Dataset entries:
Start of Block
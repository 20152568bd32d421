//! Points in geographic coordinates (latitude and longitude) and their projection onto a plane.

mod datum;
mod point;
mod projection;

pub use datum::Datum;
pub use point::{GeoPoint, GeoPoint2d, NewGeoPoint};
pub use projection::{Projection, WebMercator};
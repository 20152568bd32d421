//! Line-oriented commands for driving a [`GlobeApp`] on a [`HeadlessScene`] from a terminal.
//!
//! Each input line is one [`Command`]:
//!
//! * `:click X Y` clicks at the screen point and flies to the marker under it, if any;
//! * `:popup X Y` prints the popup of the marker under the screen point;
//! * `:tick` advances the camera animation to the current time;
//! * `:camera` prints the current camera;
//! * `:quit` stops reading.
//!
//! Any other line is typed into the search box and submitted. A malformed command is reported
//! and skipped; it does not stop the session.

use std::io::{BufRead, Write};
use std::str::FromStr;

use cityglobe_types::screen::ScreenPoint;

use crate::error::GlobeError;
use crate::scene::{HeadlessScene, SceneCollaborator, SceneEvent};
use crate::search::{Key, Notifier};
use crate::GlobeApp;

/// One line of console input.
#[derive(Debug, Clone, PartialEq)]
pub enum Command {
    /// Click at a screen point.
    Click(ScreenPoint),
    /// Show the popup under a screen point.
    Popup(ScreenPoint),
    /// Advance the camera animation.
    Tick,
    /// Print the camera.
    Camera,
    /// Stop the session.
    Quit,
    /// Type the text into the search box and press Enter.
    Search(String),
}

impl FromStr for Command {
    type Err = GlobeError;

    fn from_str(line: &str) -> Result<Self, Self::Err> {
        let mut words = line.split_whitespace();
        let command = match words.next() {
            Some(":click") => Self::Click(parse_point(words)?),
            Some(":popup") => Self::Popup(parse_point(words)?),
            Some(":tick") => Self::Tick,
            Some(":camera") => Self::Camera,
            Some(":quit") => Self::Quit,
            _ => Self::Search(line.to_string()),
        };

        Ok(command)
    }
}

fn parse_point<'a>(mut words: impl Iterator<Item = &'a str>) -> Result<ScreenPoint, GlobeError> {
    let (Some(x), Some(y), None) = (words.next(), words.next(), words.next()) else {
        return Err(GlobeError::Command(
            "expected two screen coordinates: X Y".into(),
        ));
    };

    let coordinate = |value: &str| {
        value
            .parse::<f64>()
            .map_err(|_| GlobeError::Command(format!("'{value}' is not a number")))
    };

    Ok(ScreenPoint::new(coordinate(x)?, coordinate(y)?))
}

/// Runs a command. Returns the text to show to the user, if any.
///
/// [`Command::Quit`] does nothing here; stopping is up to the caller.
pub async fn execute<N: Notifier>(
    app: &mut GlobeApp<HeadlessScene, N>,
    command: Command,
) -> Result<Option<String>, GlobeError> {
    let reply = match command {
        Command::Click(point) => Some(
            match app.handle_event(SceneEvent::Click(point)).await? {
                Some(target) => format!("flying to {:?}", target.coordinate),
                None => "nothing there".to_string(),
            },
        ),
        Command::Popup(point) => Some(match app.popup_at(point).await {
            Some(popup) => popup.to_string(),
            None => "nothing there".to_string(),
        }),
        Command::Tick => Some(format!("animating: {}", app.scene().tick())),
        Command::Camera => Some(format!("{:?}", app.scene().camera())),
        Command::Quit => None,
        Command::Search(text) => {
            app.handle_event(SceneEvent::Key(Key::Escape)).await?;
            for c in text.chars() {
                app.handle_event(SceneEvent::Key(Key::Char(c))).await?;
            }
            app.handle_event(SceneEvent::Key(Key::Enter))
                .await?
                .map(|target| format!("flying to {:?}", target.coordinate))
        }
    };

    Ok(reply)
}

/// Reads commands from `input` until it ends or `:quit` is read, writing replies to `output`.
///
/// Command errors are written to `output` and the session goes on. Only I/O errors end it.
pub async fn run<N: Notifier>(
    app: &mut GlobeApp<HeadlessScene, N>,
    input: impl BufRead,
    mut output: impl Write,
) -> Result<(), GlobeError> {
    for line in input.lines() {
        let line = line?;
        let result = match line.parse::<Command>() {
            Ok(Command::Quit) => break,
            Ok(command) => execute(app, command).await,
            Err(err) => Err(err),
        };

        match result {
            Ok(Some(reply)) => writeln!(output, "{reply}")?,
            Ok(None) => {}
            Err(err) => {
                log::warn!("Command '{line}' failed: {err}");
                writeln!(output, "error: {err}")?;
            }
        }
    }

    Ok(())
}
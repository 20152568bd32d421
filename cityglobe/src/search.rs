//! One-line search box.
//!
//! The box collects typed characters and, when the user presses Enter, hands the trimmed text to
//! the search path of the [`NavigationController`]. Unknown names are reported to the user through
//! a [`Notifier`].

use serde::{Deserialize, Serialize};

use crate::error::GlobeError;
use crate::navigation::{NavigationController, NavigationTarget};
use crate::scene::SceneCollaborator;

/// Shows a blocking message to the user.
pub trait Notifier {
    /// Shows the message and returns after the user dismissed it.
    fn alert(&self, message: &str);
}

impl<T: Fn(&str)> Notifier for T {
    fn alert(&self, message: &str) {
        self(message)
    }
}

/// Key press delivered to the search box.
#[derive(Debug, Clone, Copy, PartialEq, Eq)]
pub enum Key {
    /// Printable character.
    Char(char),
    /// Deletes the last character.
    Backspace,
    /// Clears the input.
    Escape,
    /// Submits the input.
    Enter,
}

/// Result of a key press.
#[derive(Debug, Clone, PartialEq, Eq)]
pub enum KeyOutcome {
    /// The value of the box changed.
    Edited,
    /// The key did not change anything.
    Ignored,
    /// Enter was pressed with a non-empty value. Contains the trimmed value.
    Submitted(String),
}

/// Configuration of the search box.
#[derive(Debug, Clone, PartialEq, Serialize, Deserialize)]
#[serde(default)]
pub struct SearchConfig {
    /// Id of the input element.
    pub element_id: String,
    /// Text shown while the box is empty.
    pub placeholder: String,
    /// Message shown when the name is not in the registry.
    pub not_found_message: String,
    /// Distance from the top of the viewport in pixels. The box is centered horizontally.
    pub top_offset: f64,
}

impl Default for SearchConfig {
    fn default() -> Self {
        Self {
            element_id: "citySearch".to_string(),
            placeholder: "Enter city name".to_string(),
            not_found_message: "City not found in list.".to_string(),
            top_offset: 20.0,
        }
    }
}

/// State of the search input.
#[derive(Debug, Clone)]
pub struct SearchBox {
    config: SearchConfig,
    value: String,
}

impl SearchBox {
    /// Creates an empty search box.
    pub fn new(config: SearchConfig) -> Self {
        Self {
            config,
            value: String::new(),
        }
    }

    /// Id of the input element.
    pub fn element_id(&self) -> &str {
        &self.config.element_id
    }

    /// Placeholder text.
    pub fn placeholder(&self) -> &str {
        &self.config.placeholder
    }

    /// Distance from the top of the viewport in pixels.
    pub fn top_offset(&self) -> f64 {
        self.config.top_offset
    }

    /// Current text of the box.
    pub fn value(&self) -> &str {
        &self.value
    }

    /// Replaces the text of the box.
    pub fn set_value(&mut self, value: impl Into<String>) {
        self.value = value.into();
    }

    /// Applies a key press. Only [`Key::Enter`] submits; there is no incremental matching.
    pub fn handle_key(&mut self, key: Key) -> KeyOutcome {
        match key {
            Key::Char(c) if !c.is_control() => {
                self.value.push(c);
                KeyOutcome::Edited
            }
            Key::Char(_) => KeyOutcome::Ignored,
            Key::Backspace => match self.value.pop() {
                Some(_) => KeyOutcome::Edited,
                None => KeyOutcome::Ignored,
            },
            Key::Escape if self.value.is_empty() => KeyOutcome::Ignored,
            Key::Escape => {
                self.value.clear();
                KeyOutcome::Edited
            }
            Key::Enter => match self.value.trim() {
                "" => KeyOutcome::Ignored,
                query => KeyOutcome::Submitted(query.to_string()),
            },
        }
    }

    /// Runs the search path for a submitted query.
    ///
    /// Unknown names produce exactly one alert and no camera move; they are reported to the
    /// caller as `Ok(None)`.
    pub fn submit<S: SceneCollaborator + ?Sized>(
        &self,
        query: &str,
        controller: &NavigationController<'_, S>,
        notifier: &impl Notifier,
    ) -> Result<Option<NavigationTarget>, GlobeError> {
        match controller.search(query) {
            Ok(target) => Ok(Some(target)),
            Err(GlobeError::LocationNotFound(_)) => {
                notifier.alert(&self.config.not_found_message);
                Ok(None)
            }
            Err(err) => Err(err),
        }
    }
}

impl Default for SearchBox {
    fn default() -> Self {
        Self::new(SearchConfig::default())
    }
}
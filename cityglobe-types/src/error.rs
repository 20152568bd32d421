//! Error type used by the crate.

use thiserror::Error;

/// Error enum.
#[derive(Debug, Error, PartialEq)]
pub enum GlobeTypesError {
    /// Coordinate outside of the valid range.
    #[error("invalid coordinate: longitude {lon}, latitude {lat}")]
    InvalidCoordinate {
        /// Longitude in degrees.
        lon: f64,
        /// Latitude in degrees.
        lat: f64,
    },
}
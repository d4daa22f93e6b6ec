use chrono::Local;
use clap::Parser;
use merkle_ring::{Config, HashAlgorithm, Result, logging};
use rand::seq::SliceRandom;
use std::cmp;
use std::fs::{self, create_dir_all};
use std::path::{Path, PathBuf};
use std::time::{Duration, Instant};
use tracing::{info, warn};

use crate::stat::{Stat, Unit};

mod drivers;
mod seqfile;
mod stat;

#[derive(Parser)]
#[command(name = "ring-bench")]
#[command(author, version, about = "Measures append and lookup times of the Merkle ring")]
struct Args {
  /// Number of entries appended in the largest case
  #[arg(default_value_t = 65536u64)]
  data_size: u64,

  /// log₂ of the ring capacity
  #[arg(short, long, default_value_t = 16u8)]
  bits: u8,

  /// Hash function for interior nodes
  #[arg(short, long, default_value_t = HashAlgorithm::Sha256)]
  algorithm: HashAlgorithm,

  /// Directory for working temporary files
  #[arg(short, long, default_value_t = std::env::temp_dir().to_string_lossy().into_owned())]
  dir: String,

  /// Directory the CSV reports are written to
  #[arg(short, long, default_value = ".")]
  output: String,

  #[arg(short, long, default_value_t = Local::now().format("%Y%m%d%H%M%S").to_string())]
  session: String,

  /// Remove working directories left by earlier sessions and exit
  #[arg(short, long, default_value_t = false)]
  clean: bool,
}

const WORK_PREFIX: &str = "ring_benchmark-";

fn main() -> Result<()> {
  logging::init();
  let args = Args::parse();
  let experiment = Experiment::new(&args)?;

  if args.clean {
    return experiment.clean();
  }

  let config = Config::from_env(args.bits).with_algorithm(args.algorithm);
  config.validate()?;
  info!(bits = config.capacity_bits, algorithm = %config.algorithm, data_size = args.data_size, "benchmark");

  experiment
    .case("append-seqfile-file")?
    .division(10)
    .measure_the_append_time_relative_to_the_amount_of_data(seqfile::AppendDriver::new())?;

  experiment
    .case("append-ring-memory")?
    .division(10)
    .measure_the_append_time_relative_to_the_amount_of_data(drivers::MemoryAppendDriver::new(config))?;

  experiment
    .case("append-ring-file")?
    .division(10)
    .measure_the_append_time_relative_to_the_amount_of_data(drivers::FileAppendDriver::new(config))?;

  experiment
    .case("lookup-ring-file")?
    .max_trials(200)
    .stability_threshold(0.5)
    .measure_the_lookup_time_relative_to_the_age_of_the_entry(drivers::FileLookupDriver::new(config))?;

  Ok(())
}

struct Experiment {
  session: String,
  dir: PathBuf,
  dir_report: PathBuf,
  data_size: u64,
}

pub struct Case {
  pub id: String,
  pub name: String,
  pub dir_work: PathBuf,
  pub dir_report: PathBuf,
  pub min_n: u64,
  pub max_n: u64,
  division: usize,
  stability_threshold: f64,
  min_trials: usize,
  max_trials: usize,
  max_duration: Duration,
}

impl Experiment {
  fn new(args: &Args) -> Result<Self> {
    let dir = PathBuf::from(&args.dir);
    let dir_report = PathBuf::from(&args.output);
    create_dir_all(&dir)?;
    create_dir_all(&dir_report)?;
    info!(dir = %dir.display(), "working directory");
    Ok(Self { session: args.session.clone(), dir, dir_report, data_size: args.data_size })
  }

  fn case(&self, id: &str) -> Result<Case> {
    let name = format!("{}-{id}", self.session);
    let dir_work = self.dir.join(format!("{WORK_PREFIX}{name}"));
    create_dir_all(&dir_work)?;
    Ok(Case {
      id: id.to_string(),
      name,
      dir_work,
      dir_report: self.dir_report.clone(),
      min_n: 1,
      max_n: self.data_size,
      division: 100,
      stability_threshold: 0.10,
      min_trials: 5,
      max_trials: 100,
      max_duration: Duration::from_secs(10 * 60),
    })
  }

  fn clean(&self) -> Result<()> {
    let mut total = 0u64;
    let mut count = 0;
    for entry in fs::read_dir(&self.dir)? {
      let entry = entry?;
      if entry.file_type()?.is_dir() && entry.file_name().to_string_lossy().starts_with(WORK_PREFIX) {
        let path = entry.path();
        let size = data_size(&path);
        info!(path = %path.display(), size, "removing");
        fs::remove_dir_all(&path)?;
        total += size;
        count += 1;
      }
    }
    info!(count, total, "removed working directories");
    Ok(())
  }
}

macro_rules! property_decl {
  ($name:ident, $type:ty) => {
    pub fn $name(mut self, $name: $type) -> Self {
      self.$name = $name;
      self
    }
  };
}

impl Case {
  property_decl!(division, usize);
  property_decl!(stability_threshold, f64);
  property_decl!(max_trials, usize);

  pub fn file(&self, filename: &str) -> PathBuf {
    self.dir_work.join(filename)
  }

  fn gauge(&self) -> Vec<u64> {
    linspace(self.min_n, self.max_n, self.division)
  }

  /// Time to append `n` entries into a fresh target, for `n` spread over `[min_n, max_n]`.
  pub fn measure_the_append_time_relative_to_the_amount_of_data<T, D>(&self, mut driver: D) -> Result<()>
  where
    D: Driver<T, Duration>,
  {
    println!("[{}]", self.id);
    let mut report = stat::Report::new(Unit::Milliseconds);
    let gauge = self.gauge();
    for (i, n) in gauge.iter().enumerate() {
      eprint!("  [{}/{}] n={n}: ", i + 1, gauge.len());
      let mut size = 0;
      let results = self.measure_until_stable(&mut || {
        let mut target = driver.setup(self)?;
        let elapse = driver.run(self, &mut target, *n)?;
        size = cmp::max(size, data_size(&self.dir_work));
        driver.cleanup(self, target)?;
        Ok(elapse.as_nanos() as f64 / 1000.0 / 1000.0)
      })?;
      let stat = report.append(*n, results);
      eprintln!("{stat}; {size} bytes");
    }
    self.save(&report, "N", "TIME")
  }

  /// Time to read back an entry appended `distance` appends ago.
  fn measure_the_lookup_time_relative_to_the_age_of_the_entry<T, D>(&self, mut driver: D) -> Result<()>
  where
    D: Driver<T, Duration>,
  {
    println!("[{}]", self.id);
    let mut target = driver.setup(self)?;
    let mut indices = driver.params(self);
    let mut rng = rand::rng();
    let mut report = stat::Report::new(Unit::Milliseconds);
    for count in 0..self.max_trials {
      if count >= cmp::max(2, self.min_trials) {
        let cv = report.max_cv();
        if !cv.is_nan() && cv <= self.stability_threshold {
          break;
        }
      }
      indices.shuffle(&mut rng);
      for i in indices.iter().copied() {
        let elapse = driver.run(self, &mut target, i)?;
        report.add(self.max_n - 1 - i, elapse.as_nanos() as f64 / 1000.0 / 1000.0);
      }
    }
    driver.cleanup(self, target)?;
    self.save(&report, "DISTANCE", "ACCESS TIME")
  }

  /// Repeats `f` until ±2σ of its results falls within `stability_threshold` of the mean, bounded by
  /// `min_trials`, `max_trials` and `max_duration`.
  fn measure_until_stable<F>(&self, f: &mut F) -> Result<Vec<f64>>
  where
    F: FnMut() -> Result<f64>,
  {
    let mut results = Vec::new();
    let start = Instant::now();
    while results.len() < self.min_trials
      || (results.len() < self.max_trials
        && start.elapsed() < self.max_duration
        && 2.0 * Stat::from_vec(Unit::Milliseconds, &results).cv() > self.stability_threshold)
    {
      results.push(f()?);
    }
    Ok(results)
  }

  fn save<X, Y>(&self, report: &stat::Report<X, Y>, x_label: &str, y_label: &str) -> Result<()>
  where
    X: std::fmt::Display + Copy + std::hash::Hash + Eq + Ord,
    Y: IntoFloat + std::fmt::Display,
  {
    let path = self.dir_report.join(format!("{}.csv", self.name));
    report.save_xy_to_csv(&path, x_label, y_label)?;
    println!("==> The results have been saved in: {}", path.to_string_lossy());
    if let Err(e) = fs::remove_dir_all(&self.dir_work) {
      warn!(dir = %self.dir_work.display(), error = %e, "cannot remove working directory");
    }
    Ok(())
  }
}

pub trait Driver<T, V> {
  fn setup(&mut self, case: &Case) -> Result<T>;
  fn run(&mut self, case: &Case, target: &mut T, param: u64) -> Result<V>;
  fn cleanup(&mut self, _case: &Case, _target: T) -> Result<()> {
    Ok(())
  }
  /// Parameters a lookup case iterates over.
  fn params(&self, case: &Case) -> Vec<u64> {
    (0..case.max_n).collect()
  }
}

pub trait IntoFloat: Copy {
  fn into_f64(self) -> f64;
}

impl IntoFloat for f64 {
  fn into_f64(self) -> f64 {
    self
  }
}

fn linspace(min: u64, max: u64, n: usize) -> Vec<u64> {
  if n <= 1 || max <= min {
    return vec![max];
  }
  let step = (max - min) as f64 / (n - 1) as f64;
  let mut values = (0..n).map(|i| (min as f64 + step * i as f64).round() as u64).collect::<Vec<_>>();
  values.dedup();
  values
}

fn data_size(path: &Path) -> u64 {
  if path.is_dir() {
    fs::read_dir(path).map(|entries| entries.flatten().map(|e| data_size(&e.path())).sum()).unwrap_or(0)
  } else {
    path.metadata().map(|m| m.len()).unwrap_or(0)
  }
}
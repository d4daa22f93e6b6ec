use std::fs::remove_file;
use std::time::{Duration, Instant};

use merkle_ring::{Config, Error, FileStorage, MemoryStorage, MerkleRing, Result, digest_of};

use crate::{Case, Driver};

pub struct MemoryAppendDriver {
  config: Config,
}

impl MemoryAppendDriver {
  pub fn new(config: Config) -> Self {
    MemoryAppendDriver { config }
  }
}

impl Driver<MerkleRing<MemoryStorage>, Duration> for MemoryAppendDriver {
  fn setup(&mut self, _case: &Case) -> Result<MerkleRing<MemoryStorage>> {
    MerkleRing::new(self.config, MemoryStorage::new())
  }

  #[inline(never)]
  fn run(&mut self, _case: &Case, ring: &mut MerkleRing<MemoryStorage>, n: u64) -> Result<Duration> {
    append(ring, n)
  }
}

pub struct FileAppendDriver {
  config: Config,
}

impl FileAppendDriver {
  pub fn new(config: Config) -> Self {
    FileAppendDriver { config }
  }
}

impl Driver<MerkleRing<FileStorage>, Duration> for FileAppendDriver {
  fn setup(&mut self, case: &Case) -> Result<MerkleRing<FileStorage>> {
    create(case, self.config, "ring-append.db")
  }

  #[inline(never)]
  fn run(&mut self, _case: &Case, ring: &mut MerkleRing<FileStorage>, n: u64) -> Result<Duration> {
    append(ring, n)
  }

  fn cleanup(&mut self, _case: &Case, ring: MerkleRing<FileStorage>) -> Result<()> {
    ring.delete()
  }
}

/// Reads back leaves that are still inside the retention window of a filled file ring. After the first
/// lookup the ring reuses its read handle, so each run times one seek and read.
pub struct FileLookupDriver {
  config: Config,
}

impl FileLookupDriver {
  pub fn new(config: Config) -> Self {
    FileLookupDriver { config }
  }
}

impl Driver<MerkleRing<FileStorage>, Duration> for FileLookupDriver {
  fn setup(&mut self, case: &Case) -> Result<MerkleRing<FileStorage>> {
    let ring = create(case, self.config, "ring-lookup.db")?;
    append(&ring, case.max_n)?;
    Ok(ring)
  }

  #[inline(never)]
  fn run(&mut self, _case: &Case, ring: &mut MerkleRing<FileStorage>, i: u64) -> Result<Duration> {
    let start = Instant::now();
    let digest = ring.leaf(i)?;
    let elapse = start.elapsed();
    if digest != digest_of(i) {
      return Err(Error::invalid_data(format!("entry {i} does not hold the digest appended for it")));
    }
    Ok(elapse)
  }

  fn cleanup(&mut self, _case: &Case, ring: MerkleRing<FileStorage>) -> Result<()> {
    ring.delete()
  }

  fn params(&self, case: &Case) -> Vec<u64> {
    // a quarter of the ring survives wrap-around untouched
    let window = retention_window(self.config.capacity_bits).min(case.max_n);
    (case.max_n - window..case.max_n).collect()
  }
}

fn retention_window(bits: u8) -> u64 {
  if bits < 2 { 1 } else { 1u64 << (bits - 2) }
}

fn create(case: &Case, config: Config, filename: &str) -> Result<MerkleRing<FileStorage>> {
  let path = case.file(filename);
  if path.exists() {
    remove_file(&path)?;
  }
  MerkleRing::create_on_file(&path, config)
}

fn append<S: merkle_ring::Storage>(ring: &MerkleRing<S>, n: u64) -> Result<Duration> {
  let start = Instant::now();
  for i in 0..n {
    ring.append(&digest_of(i))?;
  }
  Ok(start.elapsed())
}
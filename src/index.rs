use std::fmt::Display;

use crate::{Error, Position, Result};

pub const MIN_BITS: u8 = 1;
pub const MAX_BITS: u8 = 32;

/// `2^e` as a `u64`.
#[inline]
pub fn pow2e(e: u8) -> u64 {
  debug_assert!(e < 64);
  1u64 << e
}

/// Maps logical leaf positions and ring levels onto the `2^B` physical slots.
///
/// The physical order is the post-order traversal of an unbounded binary tree shifted by two and
/// projected modulo `2^B`:
///
/// ```text
///            level 2                 6+2
///                              ┌──────┴──────┐
///            level 1          2+2           5+2
///                           ┌──┴──┐       ┌──┴──┐
///            level 0       0+2   1+2     3+2   4+2
///            m             0     1       2     3
/// ```
///
/// A leaf's post-order offset is `Σ bit_k(m)·(2^(k+1) − 1)`, i.e. the sizes of the complete left
/// subtrees that precede it. Walking up from a leaf, the parent at level `i` is `2^i` slots ahead when
/// the leaf lies in its left subtree and the very next slot when it lies in the right one.
///
/// All functions here are total and pure; `m` is reduced to the ring before use.
#[derive(Debug, Clone, Copy, PartialEq, Eq, Hash)]
pub struct Layout {
  bits: u8,
}

impl Layout {
  pub fn new(bits: u8) -> Result<Self> {
    if !(MIN_BITS..=MAX_BITS).contains(&bits) {
      return Err(Error::config(format!("capacity_bits must be in [{MIN_BITS}, {MAX_BITS}], but {bits}")));
    }
    Ok(Layout { bits })
  }

  #[inline]
  pub fn bits(&self) -> u8 {
    self.bits
  }

  /// Number of physical slots, `2^B`.
  #[inline]
  pub fn capacity(&self) -> u64 {
    pow2e(self.bits)
  }

  #[inline]
  fn mask(&self) -> u64 {
    self.capacity() - 1
  }

  /// Position of logical index `n` within the current ring.
  #[inline]
  pub fn ring_position(&self, n: u64) -> u64 {
    n & self.mask()
  }

  /// Physical slot of the leaf at ring position `m`.
  pub fn root_of(&self, m: u64) -> Position {
    let mut p = 0u64;
    for k in 0..self.bits {
      if (m >> k) & 1 != 0 {
        p += 2 * pow2e(k) - 1;
      }
    }
    (p + 2) & self.mask()
  }

  /// Walks `r` levels up from `p` along the path of leaf `m`.
  pub fn down(&self, mut p: Position, m: u64, r: u8) -> Position {
    for i in 1..=r {
      if (m >> (i - 1)) & 1 == 0 {
        p += pow2e(i);
      } else {
        p += 1;
      }
    }
    p & self.mask()
  }

  /// Physical slot of the node at ring level `r` on the path of leaf `m`.
  pub fn index_of(&self, m: u64, r: u8) -> Position {
    debug_assert!(r <= self.bits, "level {r} is above the root of a {}-bit ring", self.bits);
    let m = self.ring_position(m);
    self.down(self.root_of(m), m, r)
  }

  /// Left child of the interior node at slot `p` on level `r`.
  #[inline]
  pub fn left(&self, p: Position, r: u8) -> Position {
    let capacity = self.capacity();
    ((p & self.mask()) + 2 * capacity - pow2e(r)) % capacity
  }

  /// Right child of the interior node at slot `p`.
  #[inline]
  pub fn right(&self, p: Position) -> Position {
    let capacity = self.capacity();
    ((p & self.mask()) + 2 * capacity - 1) % capacity
  }

  /// The `B` slots an append at ring position `m` writes, from the leaf upwards.
  pub fn path(&self, m: u64) -> Vec<Position> {
    (0..self.bits).map(|r| self.index_of(m, r)).collect()
  }

  /// Whether leaf `m` lies in the left subtree of its ancestor at level `r ≥ 1`.
  #[inline]
  pub fn is_left_child(&self, m: u64, r: u8) -> bool {
    debug_assert!(r >= 1);
    (m >> (r - 1)) & 1 == 0
  }
}

impl Display for Layout {
  fn fmt(&self, f: &mut std::fmt::Formatter<'_>) -> std::fmt::Result {
    write!(f, "Layout{{bits:{}, capacity:{}}}", self.bits, self.capacity())
  }
}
End of Block
→ Your objective
Return, word for word, every line from the top of the entries down to the line that holds "it, if any;", both included.

→ Answer box
repository 20152568bd32d421
//! Points in geographic coordinates (latitude and longitude) and their projection onto a plane.

mod datum;
mod point;
mod projection;

pub use datum::Datum;
pub use point::{GeoPoint, GeoPoint2d, NewGeoPoint};
pub use projection::{Projection, WebMercator};
repository 20152568bd32d421
//! Line-oriented commands for driving a [`GlobeApp`] on a [`HeadlessScene`] from a terminal.
//!
//! Each input line is one [`Command`]:
//!
//! * `:click X Y` clicks at the screen point and flies to the marker under it, if any;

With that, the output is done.